* TASK PROMPT *
Only lines containing the string "below" belong in the answer; copy all of them from the entries.

* SOURCE DATA *
□ □ □

//! Actions reading through the resource stack

use super::filesystem::{already_exists, write_file};
use super::options_schema;
use crate::action::{parse_options, Action, ActionRunner, ActionSpec, Options};
use crate::context::ExecutionContext;
use crate::error::{ErrorReason, Help, WorkflowError};
use crate::stack::{directory_url, ResourceStack};
use crate::transport::Content;
use async_trait::async_trait;
use futures::future::join_all;
use serde::Deserialize;
use serde_json::{json, Map, Value};
use std::path::{Component, Path, PathBuf};
use std::sync::Arc;
use tracing::{debug, warn};

#[derive(Deserialize)]
struct DownloadOptions {
    source: String,
    destination: String,
    #[serde(default)]
    overwrite: bool,
}

/// `download`: fetch a file or directory and write it locally
///
/// `source` resolves against the context's base URL, so templates can ship
/// files next to their definition. A single file is written to
/// `destination`; a directory is written below it.
pub struct DownloadAction {
    resources: Arc<ResourceStack>,
}

impl DownloadAction {
    pub fn new(resources: Arc<ResourceStack>) -> Self {
        Self { resources }
    }

    pub fn spec() -> ActionSpec {
        ActionSpec::new(
            "download",
            "Copy a file or directory from a URL",
            options_schema(
                json!({
                    "source": {"type": "string"},
                    "destination": {"type": "string"},
                    "overwrite": {"type": "boolean"}
                }),
                &["source", "destination"],
            ),
        )
    }
}

/// Join a `/`-separated relative path below `root`, refusing to leave it
fn contained_path(root: &Path, relative: &str) -> Result<PathBuf, WorkflowError> {
    let mut path = root.to_path_buf();
    for component in Path::new(relative).components() {
        match component {
            Component::Normal(part) => path.push(part),
            Component::CurDir => {}
            _ => {
                return Err(WorkflowError::with_help(
                    format!("Refusing to write outside the destination: {}", relative),
                    Help::with_reason(ErrorReason::AccessDenied),
                ))
            }
        }
    }
    Ok(path)
}

#[async_trait]
impl Action for DownloadAction {
    async fn execute(
        &self,
        options: Options,
        context: &mut ExecutionContext,
        _runner: &ActionRunner,
    ) -> Result<(), WorkflowError> {
        let options: DownloadOptions = parse_options("download", options)?;
        let url = context.resolve_url(&options.source)?;
        let destination = context.resolve_path(&options.destination);

        let resource = self.resources.fetch(&url).await?;
        let files = match resource.value {
            Content::File(bytes) => vec![(destination.clone(), bytes)],
            Content::Tree(entries) => entries
                .into_iter()
                .map(|(relative, bytes)| Ok((contained_path(&destination, &relative)?, bytes)))
                .collect::<Result<Vec<_>, WorkflowError>>()?,
        };

        if !options.overwrite {
            if let Some((existing, _)) = files.iter().find(|(path, _)| path.exists()) {
                return Err(already_exists(existing));
            }
        }

        debug!(url = %url, files = files.len(), "writing downloaded files");
        let results = join_all(
            files
                .iter()
                .map(|(path, bytes)| write_file(path, bytes)),
        )
        .await;
        results.into_iter().collect::<Result<Vec<_>, _>>()?;

        context.output().inform(&format!(
            "Downloaded {} file(s) to {}",
            files.len(),
            destination.display()
        ));
        Ok(())
    }
}

#[derive(Deserialize)]
struct ImportOptions {
    template: String,
    #[serde(default)]
    options: Map<String, Value>,
}

/// `import`: run another template in a child context
///
/// The child starts with no variables; its options come from `options` and
/// its own defaults. Relative references inside the imported template
/// resolve against the template's location.
pub struct ImportAction {
    resources: Arc<ResourceStack>,
}

impl ImportAction {
    pub fn new(resources: Arc<ResourceStack>) -> Self {
        Self { resources }
    }

    pub fn spec() -> ActionSpec {
        ActionSpec::new(
            "import",
            "Run another template",
            options_schema(
                json!({
                    "template": {"type": "string"},
                    "options": {"type": "object"}
                }),
                &["template"],
            ),
        )
    }
}

#[async_trait]
impl Action for ImportAction {
    async fn execute(
        &self,
        options: Options,
        context: &mut ExecutionContext,
        runner: &ActionRunner,
    ) -> Result<(), WorkflowError> {
        let ImportOptions { template, options } = parse_options("import", options)?;
        let url = context.resolve_url(&template)?;
        let resource = self.resources.template(&url).await?;
        let template = resource.value;

        if let Some(warning) = template.check_version(crate::VERSION) {
            warn!(template = %resource.url, "{}", warning);
            context.output().warn(&warning);
        }

        let mut child = context.child(directory_url(&resource.url));
        template.resolve_options(&options, &mut child).await?;
        debug!(template = %resource.url, actions = template.actions.len(), "running imported template");
        runner.run(&template.actions, &mut child).await
    }
}

#[cfg(test)]
mod tests {
    use super::super::testing::Fixture;
    use super::*;
    use tempfile::TempDir;

    fn template_dir() -> TempDir {
        let dir = TempDir::new().unwrap();
        std::fs::create_dir_all(dir.path().join("files/src")).unwrap();
        std::fs::write(dir.path().join("files/README.md"), "# Starter").unwrap();
        std::fs::write(dir.path().join("files/src/index.ts"), "export {}").unwrap();
        std::fs::write(
            dir.path().join("template.json"),
            json!({
                "version": "0.0.1",
                "options": {
                    "name": {"type": "string", "description": "Name", "required": true},
                    "greeting": {"type": "string", "description": "Greeting", "default": "hello ${name}"}
                },
                "actions": [
                    {"name": "download", "source": "files/", "destination": "${name}"},
                    {"name": "write-file", "path": "${name}/greeting.txt", "content": "${greeting}"}
                ]
            })
            .to_string(),
        )
        .unwrap();
        dir
    }

    #[tokio::test]
    async fn test_download_directory_and_file() {
        let source = template_dir();
        let mut fixture = Fixture::new();
        let base = url::Url::from_directory_path(source.path()).unwrap();

        fixture
            .run(json!([
                {"name": "download", "source": base.join("files/").unwrap().as_str(), "destination": "app"},
                {"name": "download", "source": base.join("files/README.md").unwrap().as_str(), "destination": "copy.md"}
            ]))
            .await
            .unwrap();

        let root = fixture.dir.path();
        assert_eq!(std::fs::read_to_string(root.join("app/README.md")).unwrap(), "# Starter");
        assert_eq!(std::fs::read_to_string(root.join("app/src/index.ts")).unwrap(), "export {}");
        assert_eq!(std::fs::read_to_string(root.join("copy.md")).unwrap(), "# Starter");
    }

    #[tokio::test]
    async fn test_download_checks_conflicts_before_writing() {
        let source = template_dir();
        let mut fixture = Fixture::new();
        std::fs::create_dir_all(fixture.dir.path().join("app/src")).unwrap();
        std::fs::write(fixture.dir.path().join("app/src/index.ts"), "mine").unwrap();
        let base = url::Url::from_directory_path(source.path()).unwrap();

        let error = fixture
            .run(json!([
                {"name": "download", "source": base.join("files/").unwrap().as_str(), "destination": "app"}
            ]))
            .await
            .unwrap_err();

        assert_eq!(error.reason(), Some(ErrorReason::PreconditionFailed));
        assert!(!fixture.dir.path().join("app/README.md").exists());
    }

    #[tokio::test]
    async fn test_missing_source_is_not_found() {
        let mut fixture = Fixture::new();
        let error = fixture
            .run(json!([{"name": "download", "source": "nothing-here.txt", "destination": "x"}]))
            .await
            .unwrap_err();
        assert_eq!(error.reason(), Some(ErrorReason::NotFound));
    }

    #[tokio::test]
    async fn test_import_runs_template_in_child_context() {
        let source = template_dir();
        let mut fixture = Fixture::new();
        fixture.context.set("outer", json!(true));
        let template = url::Url::from_directory_path(source.path()).unwrap();

        fixture
            .run(json!([{
                "name": "import",
                "template": template.as_str(),
                "options": {"name": "demo"}
            }]))
            .await
            .unwrap();

        let root = fixture.dir.path();
        assert!(root.join("demo/README.md").is_file());
        assert_eq!(
            std::fs::read_to_string(root.join("demo/greeting.txt")).unwrap(),
            "hello demo"
        );
        assert!(!fixture.context.contains("name"));
        assert!(fixture.context.contains("outer"));
    }

    #[tokio::test]
    async fn test_import_rejects_invalid_options() {
        let source = template_dir();
        let mut fixture = Fixture::new();
        let template = url::Url::from_directory_path(source.path()).unwrap();

        let error = fixture
            .run(json!([{"name": "import", "template": template.as_str()}]))
            .await
            .unwrap_err();
        assert_eq!(error.reason(), Some(ErrorReason::InvalidInput));
    }

    #[test]
    fn test_contained_path() {
        let root = Path::new("/out");
        assert_eq!(
            contained_path(root, "src/./main.rs").unwrap(),
            PathBuf::from("/out/src/main.rs")
        );
        assert!(contained_path(root, "../escape").is_err());
        assert!(contained_path(root, "/etc/passwd").is_err());
    }
}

□ □ □

* PROBLEM SOLUTION *
/// `destination`; a directory is written below it.
/// Join a `/`-separated relative path below `root`, refusing to leave it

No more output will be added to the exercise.